== Activity ==
Could you report every line from the entries that includes the word "bytes"?

== Data ==
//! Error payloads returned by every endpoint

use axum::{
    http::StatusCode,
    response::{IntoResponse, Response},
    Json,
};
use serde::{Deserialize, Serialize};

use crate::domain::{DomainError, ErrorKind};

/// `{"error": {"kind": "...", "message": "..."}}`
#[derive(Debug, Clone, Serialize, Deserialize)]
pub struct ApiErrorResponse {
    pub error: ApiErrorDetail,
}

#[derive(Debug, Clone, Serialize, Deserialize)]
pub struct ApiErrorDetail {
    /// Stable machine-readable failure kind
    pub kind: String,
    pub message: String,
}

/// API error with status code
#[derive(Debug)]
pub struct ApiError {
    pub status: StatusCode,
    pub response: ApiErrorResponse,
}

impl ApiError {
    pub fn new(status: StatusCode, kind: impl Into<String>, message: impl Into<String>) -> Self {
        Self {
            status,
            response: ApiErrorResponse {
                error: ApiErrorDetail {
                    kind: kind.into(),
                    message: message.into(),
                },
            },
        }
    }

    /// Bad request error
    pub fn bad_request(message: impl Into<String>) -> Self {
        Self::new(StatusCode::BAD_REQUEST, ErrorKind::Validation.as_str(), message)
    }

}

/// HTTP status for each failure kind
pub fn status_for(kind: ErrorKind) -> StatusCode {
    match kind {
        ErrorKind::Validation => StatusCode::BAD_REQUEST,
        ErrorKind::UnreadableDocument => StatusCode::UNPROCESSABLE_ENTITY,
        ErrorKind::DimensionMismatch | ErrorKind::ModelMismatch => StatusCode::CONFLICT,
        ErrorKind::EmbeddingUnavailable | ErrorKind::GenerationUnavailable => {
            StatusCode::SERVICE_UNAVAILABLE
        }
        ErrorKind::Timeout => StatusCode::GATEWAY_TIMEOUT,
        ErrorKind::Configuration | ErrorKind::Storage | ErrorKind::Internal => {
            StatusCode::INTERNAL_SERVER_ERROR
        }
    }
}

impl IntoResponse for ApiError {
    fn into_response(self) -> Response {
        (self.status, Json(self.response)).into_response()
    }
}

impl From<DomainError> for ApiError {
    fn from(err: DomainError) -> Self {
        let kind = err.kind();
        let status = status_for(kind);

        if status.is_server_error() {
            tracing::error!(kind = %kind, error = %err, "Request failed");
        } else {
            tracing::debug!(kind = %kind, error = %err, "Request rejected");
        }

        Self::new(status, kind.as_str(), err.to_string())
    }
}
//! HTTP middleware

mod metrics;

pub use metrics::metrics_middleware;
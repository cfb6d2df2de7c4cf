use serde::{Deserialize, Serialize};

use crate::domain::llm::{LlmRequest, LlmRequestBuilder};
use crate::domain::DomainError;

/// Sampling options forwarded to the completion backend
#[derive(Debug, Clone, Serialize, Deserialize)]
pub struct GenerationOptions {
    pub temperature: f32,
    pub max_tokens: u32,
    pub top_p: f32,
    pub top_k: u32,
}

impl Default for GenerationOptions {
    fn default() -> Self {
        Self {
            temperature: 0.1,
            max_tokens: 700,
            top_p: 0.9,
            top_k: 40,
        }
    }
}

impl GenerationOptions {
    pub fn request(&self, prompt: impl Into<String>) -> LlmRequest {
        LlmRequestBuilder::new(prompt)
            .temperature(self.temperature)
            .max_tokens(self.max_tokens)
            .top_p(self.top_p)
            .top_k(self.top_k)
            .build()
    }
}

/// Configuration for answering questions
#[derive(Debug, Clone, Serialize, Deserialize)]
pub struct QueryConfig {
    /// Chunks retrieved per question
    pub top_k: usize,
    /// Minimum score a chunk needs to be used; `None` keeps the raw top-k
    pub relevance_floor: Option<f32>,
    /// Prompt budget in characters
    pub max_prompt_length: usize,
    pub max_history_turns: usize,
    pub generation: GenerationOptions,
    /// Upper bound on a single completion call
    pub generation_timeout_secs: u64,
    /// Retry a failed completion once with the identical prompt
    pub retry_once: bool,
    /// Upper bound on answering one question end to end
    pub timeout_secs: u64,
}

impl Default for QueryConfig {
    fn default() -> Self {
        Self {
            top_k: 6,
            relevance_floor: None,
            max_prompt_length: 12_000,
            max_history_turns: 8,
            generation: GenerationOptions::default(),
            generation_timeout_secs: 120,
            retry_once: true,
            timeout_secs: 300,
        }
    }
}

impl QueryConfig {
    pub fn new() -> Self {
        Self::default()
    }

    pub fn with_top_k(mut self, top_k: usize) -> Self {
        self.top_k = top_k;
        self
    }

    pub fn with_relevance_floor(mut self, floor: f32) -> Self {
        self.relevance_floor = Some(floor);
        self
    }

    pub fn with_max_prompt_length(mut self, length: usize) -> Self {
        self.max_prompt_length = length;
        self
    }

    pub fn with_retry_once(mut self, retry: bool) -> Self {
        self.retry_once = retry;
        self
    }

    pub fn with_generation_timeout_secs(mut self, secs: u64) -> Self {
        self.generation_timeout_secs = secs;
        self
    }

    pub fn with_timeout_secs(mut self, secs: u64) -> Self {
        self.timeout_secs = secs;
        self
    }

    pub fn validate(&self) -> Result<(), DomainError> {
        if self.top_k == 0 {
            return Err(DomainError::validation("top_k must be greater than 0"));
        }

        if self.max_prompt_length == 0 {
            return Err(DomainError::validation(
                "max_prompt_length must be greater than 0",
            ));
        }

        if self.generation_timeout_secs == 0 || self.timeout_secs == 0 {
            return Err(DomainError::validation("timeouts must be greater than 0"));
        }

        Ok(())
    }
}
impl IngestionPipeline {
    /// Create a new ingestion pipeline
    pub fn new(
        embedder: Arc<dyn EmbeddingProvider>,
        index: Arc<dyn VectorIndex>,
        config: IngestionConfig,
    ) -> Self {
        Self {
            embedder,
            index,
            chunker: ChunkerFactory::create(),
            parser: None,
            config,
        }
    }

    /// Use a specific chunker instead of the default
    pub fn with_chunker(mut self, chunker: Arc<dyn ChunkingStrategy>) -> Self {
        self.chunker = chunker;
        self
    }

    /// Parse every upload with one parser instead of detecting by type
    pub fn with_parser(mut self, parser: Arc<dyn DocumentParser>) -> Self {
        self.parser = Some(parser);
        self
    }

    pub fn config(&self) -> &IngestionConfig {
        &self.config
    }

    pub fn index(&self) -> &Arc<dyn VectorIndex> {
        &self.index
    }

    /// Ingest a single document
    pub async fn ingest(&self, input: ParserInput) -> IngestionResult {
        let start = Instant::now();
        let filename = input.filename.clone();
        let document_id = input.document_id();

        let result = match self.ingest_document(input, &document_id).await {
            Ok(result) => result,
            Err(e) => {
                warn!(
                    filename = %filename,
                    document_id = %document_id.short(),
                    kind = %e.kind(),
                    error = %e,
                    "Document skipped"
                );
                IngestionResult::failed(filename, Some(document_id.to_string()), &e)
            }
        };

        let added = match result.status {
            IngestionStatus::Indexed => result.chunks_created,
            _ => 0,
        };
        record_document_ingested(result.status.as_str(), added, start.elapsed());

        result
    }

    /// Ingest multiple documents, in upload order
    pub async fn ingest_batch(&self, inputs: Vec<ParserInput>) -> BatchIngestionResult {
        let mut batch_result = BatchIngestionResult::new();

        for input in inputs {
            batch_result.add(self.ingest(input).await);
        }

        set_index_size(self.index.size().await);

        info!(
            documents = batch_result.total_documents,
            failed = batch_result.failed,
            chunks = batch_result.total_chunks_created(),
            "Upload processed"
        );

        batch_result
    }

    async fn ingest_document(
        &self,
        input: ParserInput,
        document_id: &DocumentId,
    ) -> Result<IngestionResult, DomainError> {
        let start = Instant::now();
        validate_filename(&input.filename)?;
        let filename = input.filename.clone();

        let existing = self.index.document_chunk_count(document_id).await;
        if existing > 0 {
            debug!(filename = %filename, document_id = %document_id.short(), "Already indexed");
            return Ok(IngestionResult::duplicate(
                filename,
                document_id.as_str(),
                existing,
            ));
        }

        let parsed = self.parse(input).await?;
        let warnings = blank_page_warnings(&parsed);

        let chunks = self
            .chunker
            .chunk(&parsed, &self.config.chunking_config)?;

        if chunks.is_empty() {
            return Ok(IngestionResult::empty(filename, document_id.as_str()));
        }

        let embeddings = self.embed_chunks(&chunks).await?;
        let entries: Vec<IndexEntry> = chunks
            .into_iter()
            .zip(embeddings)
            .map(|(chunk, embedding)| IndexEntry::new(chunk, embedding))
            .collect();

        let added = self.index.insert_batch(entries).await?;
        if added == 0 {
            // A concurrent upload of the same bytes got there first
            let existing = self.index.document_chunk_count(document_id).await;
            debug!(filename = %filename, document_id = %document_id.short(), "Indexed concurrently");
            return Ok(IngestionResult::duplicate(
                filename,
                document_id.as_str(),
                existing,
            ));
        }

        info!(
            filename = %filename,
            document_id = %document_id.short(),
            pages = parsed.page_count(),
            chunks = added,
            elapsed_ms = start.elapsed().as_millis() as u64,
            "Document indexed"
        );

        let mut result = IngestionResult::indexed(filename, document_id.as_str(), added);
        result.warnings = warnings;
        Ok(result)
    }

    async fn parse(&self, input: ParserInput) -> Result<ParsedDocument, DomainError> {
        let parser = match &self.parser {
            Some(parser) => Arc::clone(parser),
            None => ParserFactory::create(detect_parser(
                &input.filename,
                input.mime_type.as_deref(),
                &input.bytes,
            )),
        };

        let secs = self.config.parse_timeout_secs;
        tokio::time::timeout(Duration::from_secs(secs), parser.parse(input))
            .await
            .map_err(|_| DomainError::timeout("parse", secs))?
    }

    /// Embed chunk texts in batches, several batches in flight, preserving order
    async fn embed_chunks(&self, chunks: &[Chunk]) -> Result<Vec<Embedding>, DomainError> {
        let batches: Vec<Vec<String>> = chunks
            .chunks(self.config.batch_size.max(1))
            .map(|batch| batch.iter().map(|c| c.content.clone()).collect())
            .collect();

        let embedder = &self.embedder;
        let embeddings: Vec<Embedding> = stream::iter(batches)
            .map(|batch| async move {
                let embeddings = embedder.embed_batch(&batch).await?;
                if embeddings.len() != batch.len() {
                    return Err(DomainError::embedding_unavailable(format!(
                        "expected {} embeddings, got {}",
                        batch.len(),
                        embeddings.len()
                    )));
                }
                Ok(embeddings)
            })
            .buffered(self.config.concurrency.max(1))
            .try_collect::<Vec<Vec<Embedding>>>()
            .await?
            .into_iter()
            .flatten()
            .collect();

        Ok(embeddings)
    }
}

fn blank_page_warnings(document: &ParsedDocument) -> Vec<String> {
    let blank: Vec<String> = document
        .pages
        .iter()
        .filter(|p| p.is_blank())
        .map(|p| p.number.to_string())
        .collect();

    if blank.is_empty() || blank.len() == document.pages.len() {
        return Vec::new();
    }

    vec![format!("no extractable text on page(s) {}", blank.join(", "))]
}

== Your solution ==
            // A concurrent upload of the same bytes got there first
                &input.bytes,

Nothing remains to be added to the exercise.